● **Supplied entries**
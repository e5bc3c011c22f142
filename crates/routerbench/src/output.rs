//! Output formatting: table, JSON, YAML.
//!
//! Renders data in the format selected by `--output-format`. Tables use
//! `tabled`, structured formats use serde.

use std::io::{self, IsTerminal, Write};
use std::time::Duration;

use bytesize::ByteSize;
use owo_colors::OwoColorize;
use tabled::{Table, Tabled, builder::Builder, settings::Style};

use crate::cli::OutputFormat;
use crate::error::CliError;

// ── Color helpers ────────────────────────────────────────────────────

/// Color on stderr only for a terminal, and never with `NO_COLOR` set.
pub fn should_color() -> bool {
    io::stderr().is_terminal() && std::env::var_os("NO_COLOR").is_none()
}

/// Green for good news, red otherwise, plain when color is off.
pub fn paint(text: &str, good: bool) -> String {
    if !should_color() {
        return text.to_owned();
    }
    if good {
        text.green().bold().to_string()
    } else {
        text.red().bold().to_string()
    }
}

/// Status line on stderr, suppressed by `--quiet`.
pub fn notice(message: &str, quiet: bool) {
    if !quiet {
        eprintln!("{message}");
    }
}

// ── Value formatting ─────────────────────────────────────────────────

pub fn bytes(n: u64) -> String {
    ByteSize(n).to_string()
}

/// Wall-clock durations rounded to milliseconds (`1s 250ms`).
pub fn elapsed(duration: Duration) -> String {
    let millis = u64::try_from(duration.as_millis()).unwrap_or(u64::MAX);
    humantime::format_duration(Duration::from_millis(millis)).to_string()
}

pub fn seconds(value: Option<f64>) -> String {
    value.map_or_else(|| "-".into(), |v| format!("{v:.4}s"))
}

pub fn rate(value: Option<f64>) -> String {
    value.map_or_else(|| "-".into(), |v| format!("{v:.2} B/s"))
}

// ── Render dispatchers ───────────────────────────────────────────────

/// Render a list of serde-serializable items; tables go through `to_row`.
pub fn render_list<T, R>(
    format: OutputFormat,
    data: &[T],
    to_row: impl Fn(&T) -> R,
) -> Result<String, CliError>
where
    T: serde::Serialize,
    R: Tabled,
{
    match format {
        OutputFormat::Table => {
            let rows: Vec<R> = data.iter().map(to_row).collect();
            Ok(render_table(&rows))
        }
        OutputFormat::Json => render_json(data),
        OutputFormat::Yaml => render_yaml(data),
    }
}

/// Render a single item; tables use `detail_fn`.
pub fn render_single<T>(
    format: OutputFormat,
    data: &T,
    detail_fn: impl Fn(&T) -> String,
) -> Result<String, CliError>
where
    T: serde::Serialize + ?Sized,
{
    match format {
        OutputFormat::Table => Ok(detail_fn(data)),
        OutputFormat::Json => render_json(data),
        OutputFormat::Yaml => render_yaml(data),
    }
}

/// Print the rendered output to stdout, respecting quiet mode.
pub fn print_output(output: &str, quiet: bool) {
    if quiet || output.is_empty() {
        return;
    }
    let mut stdout = io::stdout().lock();
    let _ = writeln!(stdout, "{}", output.trim_end());
}

// ── Format-specific renderers ────────────────────────────────────────

fn render_table<R: Tabled>(rows: &[R]) -> String {
    Table::new(rows).with(Style::rounded()).to_string()
}

/// Two-column `Field | Value` table for detail views.
pub fn key_value_table<K, V>(rows: impl IntoIterator<Item = (K, V)>) -> String
where
    K: Into<String>,
    V: Into<String>,
{
    let mut builder = Builder::default();
    builder.push_record(["Field", "Value"]);
    for (key, value) in rows {
        builder.push_record([key.into(), value.into()]);
    }
    let mut table = builder.build();
    table.with(Style::rounded());
    table.to_string()
}

pub fn render_json<T: serde::Serialize + ?Sized>(data: &T) -> Result<String, CliError> {
    serde_json::to_string_pretty(data).map_err(|e| CliError::Render(e.to_string()))
}

pub fn render_yaml<T: serde::Serialize + ?Sized>(data: &T) -> Result<String, CliError> {
    serde_yaml::to_string(data).map_err(|e| CliError::Render(e.to_string()))
}
//! `health`: is the Router answering at all?

use crate::cli::GlobalOpts;
use crate::config::Config;
use crate::error::CliError;
use crate::output;

pub async fn handle(cfg: &Config, global: &GlobalOpts) -> Result<(), CliError> {
    let client = super::client(cfg)?;
    let url = client.base_url().to_string();

    if !client.health_check().await {
        return Err(CliError::ConnectionFailed { url });
    }

    let message = format!("{} Router at {url} is healthy", output::paint("✓", true));
    output::notice(&message, global.quiet);
    Ok(())
}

● **Work to complete**
Write only the number of lines above that contain "with".

● **Written solution**
3